» GOAL OF THE EXERCISE: Within the records that follow, find every line containing the string "echo". Copy those lines.

════════════════════

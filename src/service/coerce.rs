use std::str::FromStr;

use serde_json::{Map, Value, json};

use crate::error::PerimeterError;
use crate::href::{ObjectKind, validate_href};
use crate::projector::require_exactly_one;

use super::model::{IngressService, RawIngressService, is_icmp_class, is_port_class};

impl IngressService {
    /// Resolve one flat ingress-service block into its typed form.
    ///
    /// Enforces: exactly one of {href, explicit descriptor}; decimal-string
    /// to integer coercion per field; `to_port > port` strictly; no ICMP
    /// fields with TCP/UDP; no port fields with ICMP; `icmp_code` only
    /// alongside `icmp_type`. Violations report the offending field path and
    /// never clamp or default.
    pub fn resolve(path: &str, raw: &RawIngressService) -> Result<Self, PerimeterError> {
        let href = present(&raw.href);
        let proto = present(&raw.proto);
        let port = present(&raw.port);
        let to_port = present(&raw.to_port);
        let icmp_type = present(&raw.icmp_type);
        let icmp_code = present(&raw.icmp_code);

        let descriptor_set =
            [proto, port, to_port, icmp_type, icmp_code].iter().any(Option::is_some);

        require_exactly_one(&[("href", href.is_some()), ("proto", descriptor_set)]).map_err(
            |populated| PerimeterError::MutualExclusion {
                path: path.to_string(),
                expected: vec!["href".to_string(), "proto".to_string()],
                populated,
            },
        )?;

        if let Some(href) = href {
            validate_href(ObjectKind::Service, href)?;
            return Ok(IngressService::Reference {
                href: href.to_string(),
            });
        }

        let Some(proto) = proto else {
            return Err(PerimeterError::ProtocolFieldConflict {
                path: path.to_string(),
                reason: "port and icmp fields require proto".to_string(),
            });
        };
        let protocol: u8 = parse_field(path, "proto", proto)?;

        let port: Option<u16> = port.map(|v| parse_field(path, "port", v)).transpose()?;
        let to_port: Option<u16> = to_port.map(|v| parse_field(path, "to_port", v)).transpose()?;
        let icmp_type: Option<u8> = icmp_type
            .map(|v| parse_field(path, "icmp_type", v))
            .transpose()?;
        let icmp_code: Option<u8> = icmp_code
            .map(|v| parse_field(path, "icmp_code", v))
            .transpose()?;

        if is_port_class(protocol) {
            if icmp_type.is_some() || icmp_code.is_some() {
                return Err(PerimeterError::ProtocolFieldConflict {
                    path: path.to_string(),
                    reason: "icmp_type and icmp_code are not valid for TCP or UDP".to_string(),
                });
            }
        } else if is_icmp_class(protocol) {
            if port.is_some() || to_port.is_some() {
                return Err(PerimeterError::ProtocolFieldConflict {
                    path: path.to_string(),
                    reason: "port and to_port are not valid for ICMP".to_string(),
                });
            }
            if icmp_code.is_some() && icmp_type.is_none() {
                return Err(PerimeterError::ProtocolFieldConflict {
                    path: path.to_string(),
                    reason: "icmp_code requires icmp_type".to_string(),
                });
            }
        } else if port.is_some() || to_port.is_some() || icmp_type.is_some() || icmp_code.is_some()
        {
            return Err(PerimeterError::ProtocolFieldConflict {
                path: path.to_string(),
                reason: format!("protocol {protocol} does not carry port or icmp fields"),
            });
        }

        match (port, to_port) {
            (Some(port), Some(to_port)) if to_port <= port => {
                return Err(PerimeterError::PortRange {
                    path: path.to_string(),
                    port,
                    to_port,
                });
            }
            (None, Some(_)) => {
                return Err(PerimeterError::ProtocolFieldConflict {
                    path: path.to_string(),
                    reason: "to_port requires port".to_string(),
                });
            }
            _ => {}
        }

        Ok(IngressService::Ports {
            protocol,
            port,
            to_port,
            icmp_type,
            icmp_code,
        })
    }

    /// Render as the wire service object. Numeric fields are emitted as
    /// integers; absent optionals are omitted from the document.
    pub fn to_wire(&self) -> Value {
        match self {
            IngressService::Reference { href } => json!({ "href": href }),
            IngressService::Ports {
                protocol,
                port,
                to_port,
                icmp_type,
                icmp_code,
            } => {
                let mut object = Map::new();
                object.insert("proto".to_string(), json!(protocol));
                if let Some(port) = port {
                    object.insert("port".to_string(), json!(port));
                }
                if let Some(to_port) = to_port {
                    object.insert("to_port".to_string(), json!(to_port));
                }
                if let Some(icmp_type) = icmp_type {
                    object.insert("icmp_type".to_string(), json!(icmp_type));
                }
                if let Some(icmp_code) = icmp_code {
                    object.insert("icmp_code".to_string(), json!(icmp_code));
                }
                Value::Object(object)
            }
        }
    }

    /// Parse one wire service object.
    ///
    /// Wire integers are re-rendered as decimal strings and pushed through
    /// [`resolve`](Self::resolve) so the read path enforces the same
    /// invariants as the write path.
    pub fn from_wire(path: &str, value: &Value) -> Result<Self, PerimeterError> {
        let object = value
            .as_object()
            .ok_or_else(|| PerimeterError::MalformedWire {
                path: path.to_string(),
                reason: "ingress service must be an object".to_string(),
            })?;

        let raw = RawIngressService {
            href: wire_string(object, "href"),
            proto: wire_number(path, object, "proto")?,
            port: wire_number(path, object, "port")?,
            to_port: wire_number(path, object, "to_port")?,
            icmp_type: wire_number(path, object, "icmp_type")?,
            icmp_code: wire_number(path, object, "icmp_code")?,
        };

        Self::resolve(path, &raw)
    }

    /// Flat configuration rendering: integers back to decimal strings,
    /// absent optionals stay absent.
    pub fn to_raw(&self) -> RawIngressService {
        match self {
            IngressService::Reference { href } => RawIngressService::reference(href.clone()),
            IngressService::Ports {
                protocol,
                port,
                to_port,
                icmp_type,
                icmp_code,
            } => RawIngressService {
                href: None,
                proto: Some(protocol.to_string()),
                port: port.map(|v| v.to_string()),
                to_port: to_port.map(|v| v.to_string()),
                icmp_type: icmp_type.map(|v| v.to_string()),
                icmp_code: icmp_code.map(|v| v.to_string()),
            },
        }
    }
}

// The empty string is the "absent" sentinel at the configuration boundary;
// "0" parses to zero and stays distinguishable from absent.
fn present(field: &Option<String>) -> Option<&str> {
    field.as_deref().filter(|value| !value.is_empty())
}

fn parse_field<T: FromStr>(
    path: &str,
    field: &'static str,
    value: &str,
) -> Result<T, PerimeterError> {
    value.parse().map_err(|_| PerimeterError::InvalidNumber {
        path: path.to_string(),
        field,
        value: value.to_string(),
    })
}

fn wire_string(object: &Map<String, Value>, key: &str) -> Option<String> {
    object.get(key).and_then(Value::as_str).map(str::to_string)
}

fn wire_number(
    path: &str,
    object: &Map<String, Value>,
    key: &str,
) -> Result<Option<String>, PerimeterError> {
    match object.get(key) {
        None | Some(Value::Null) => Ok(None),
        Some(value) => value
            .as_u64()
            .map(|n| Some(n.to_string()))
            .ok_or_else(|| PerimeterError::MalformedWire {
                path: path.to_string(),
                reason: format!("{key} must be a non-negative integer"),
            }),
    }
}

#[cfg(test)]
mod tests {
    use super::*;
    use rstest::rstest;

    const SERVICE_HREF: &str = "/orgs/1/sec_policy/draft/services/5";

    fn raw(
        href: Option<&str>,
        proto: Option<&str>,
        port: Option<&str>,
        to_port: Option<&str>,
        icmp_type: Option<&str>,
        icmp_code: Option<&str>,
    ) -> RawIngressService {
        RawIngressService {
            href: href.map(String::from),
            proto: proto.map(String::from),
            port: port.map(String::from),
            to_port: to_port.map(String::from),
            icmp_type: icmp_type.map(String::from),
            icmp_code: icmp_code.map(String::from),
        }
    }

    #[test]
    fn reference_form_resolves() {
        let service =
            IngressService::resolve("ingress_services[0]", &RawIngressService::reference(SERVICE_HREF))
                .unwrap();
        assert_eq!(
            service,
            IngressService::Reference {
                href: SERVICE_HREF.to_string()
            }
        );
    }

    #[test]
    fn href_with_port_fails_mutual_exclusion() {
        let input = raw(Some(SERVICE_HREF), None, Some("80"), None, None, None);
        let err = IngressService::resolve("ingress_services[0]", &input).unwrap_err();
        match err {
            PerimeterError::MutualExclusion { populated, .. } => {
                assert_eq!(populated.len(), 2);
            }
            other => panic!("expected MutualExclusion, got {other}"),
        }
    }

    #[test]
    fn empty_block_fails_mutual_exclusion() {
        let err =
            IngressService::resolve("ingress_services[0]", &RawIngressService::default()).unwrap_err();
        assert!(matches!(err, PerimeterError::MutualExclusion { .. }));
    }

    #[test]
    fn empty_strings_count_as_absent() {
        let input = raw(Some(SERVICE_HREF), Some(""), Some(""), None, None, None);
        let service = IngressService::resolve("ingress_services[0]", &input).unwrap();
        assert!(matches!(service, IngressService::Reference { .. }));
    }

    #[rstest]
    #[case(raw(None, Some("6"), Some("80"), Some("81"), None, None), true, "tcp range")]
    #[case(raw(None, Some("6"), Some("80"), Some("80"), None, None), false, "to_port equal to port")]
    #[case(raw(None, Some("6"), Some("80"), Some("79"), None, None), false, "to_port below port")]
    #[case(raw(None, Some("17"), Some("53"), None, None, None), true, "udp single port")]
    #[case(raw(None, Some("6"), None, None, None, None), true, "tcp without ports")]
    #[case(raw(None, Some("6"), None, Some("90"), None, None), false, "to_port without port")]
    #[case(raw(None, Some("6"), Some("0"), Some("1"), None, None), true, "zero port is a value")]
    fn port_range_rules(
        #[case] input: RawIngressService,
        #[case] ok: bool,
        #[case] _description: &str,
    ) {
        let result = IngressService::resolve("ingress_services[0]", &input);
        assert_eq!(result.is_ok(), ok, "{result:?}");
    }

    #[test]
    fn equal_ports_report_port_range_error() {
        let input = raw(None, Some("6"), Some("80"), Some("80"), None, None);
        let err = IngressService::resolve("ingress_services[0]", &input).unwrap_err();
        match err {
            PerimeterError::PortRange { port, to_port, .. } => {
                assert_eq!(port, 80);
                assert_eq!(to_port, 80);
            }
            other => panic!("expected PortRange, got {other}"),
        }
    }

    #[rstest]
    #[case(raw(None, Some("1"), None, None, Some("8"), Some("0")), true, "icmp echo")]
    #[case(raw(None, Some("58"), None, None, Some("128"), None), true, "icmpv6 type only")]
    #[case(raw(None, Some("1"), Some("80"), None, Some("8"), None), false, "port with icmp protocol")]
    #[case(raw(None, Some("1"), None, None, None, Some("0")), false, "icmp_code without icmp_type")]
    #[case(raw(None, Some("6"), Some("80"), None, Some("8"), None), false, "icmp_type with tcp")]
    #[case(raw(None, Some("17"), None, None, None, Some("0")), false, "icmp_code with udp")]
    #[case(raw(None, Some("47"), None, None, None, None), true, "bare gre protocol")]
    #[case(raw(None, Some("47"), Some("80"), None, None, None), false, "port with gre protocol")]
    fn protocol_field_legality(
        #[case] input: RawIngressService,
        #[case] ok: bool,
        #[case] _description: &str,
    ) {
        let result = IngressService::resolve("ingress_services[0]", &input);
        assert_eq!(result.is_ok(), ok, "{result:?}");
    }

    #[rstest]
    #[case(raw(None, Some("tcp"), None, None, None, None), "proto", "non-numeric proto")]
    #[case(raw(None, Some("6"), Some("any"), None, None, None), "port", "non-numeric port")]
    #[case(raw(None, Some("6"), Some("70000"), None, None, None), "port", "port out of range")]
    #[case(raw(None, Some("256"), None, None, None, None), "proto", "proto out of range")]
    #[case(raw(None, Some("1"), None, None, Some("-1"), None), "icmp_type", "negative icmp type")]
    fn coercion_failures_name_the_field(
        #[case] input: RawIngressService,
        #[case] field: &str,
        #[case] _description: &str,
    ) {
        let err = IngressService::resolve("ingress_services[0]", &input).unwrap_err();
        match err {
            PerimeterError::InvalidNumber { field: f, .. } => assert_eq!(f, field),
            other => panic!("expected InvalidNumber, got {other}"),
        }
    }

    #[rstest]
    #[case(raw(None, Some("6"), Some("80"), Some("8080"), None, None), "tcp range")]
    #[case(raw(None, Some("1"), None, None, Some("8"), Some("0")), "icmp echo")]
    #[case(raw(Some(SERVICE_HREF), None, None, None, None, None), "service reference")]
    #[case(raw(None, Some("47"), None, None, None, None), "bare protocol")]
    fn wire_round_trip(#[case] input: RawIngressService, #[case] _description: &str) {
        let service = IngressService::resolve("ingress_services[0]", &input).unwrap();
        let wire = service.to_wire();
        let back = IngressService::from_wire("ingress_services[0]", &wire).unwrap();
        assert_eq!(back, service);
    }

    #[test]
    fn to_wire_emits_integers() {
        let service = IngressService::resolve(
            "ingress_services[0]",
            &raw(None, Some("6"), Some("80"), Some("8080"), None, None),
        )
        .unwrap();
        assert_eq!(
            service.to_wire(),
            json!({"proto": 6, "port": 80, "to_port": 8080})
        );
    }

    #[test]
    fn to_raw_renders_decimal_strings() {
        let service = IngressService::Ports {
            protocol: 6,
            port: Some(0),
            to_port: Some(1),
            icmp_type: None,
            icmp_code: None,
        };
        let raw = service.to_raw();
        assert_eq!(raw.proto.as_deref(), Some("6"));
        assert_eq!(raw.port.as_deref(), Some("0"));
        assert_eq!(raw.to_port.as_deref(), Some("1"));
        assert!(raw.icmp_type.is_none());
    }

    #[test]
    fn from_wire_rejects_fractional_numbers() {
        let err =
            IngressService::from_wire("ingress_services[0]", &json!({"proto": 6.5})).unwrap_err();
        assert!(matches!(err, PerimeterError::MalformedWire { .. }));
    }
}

════════════════════

» OUTPUT FOR THIS TASK:
    #[case(raw(None, Some("1"), None, None, Some("8"), Some("0")), true, "icmp echo")]
    #[case(raw(None, Some("1"), None, None, Some("8"), Some("0")), "icmp echo")]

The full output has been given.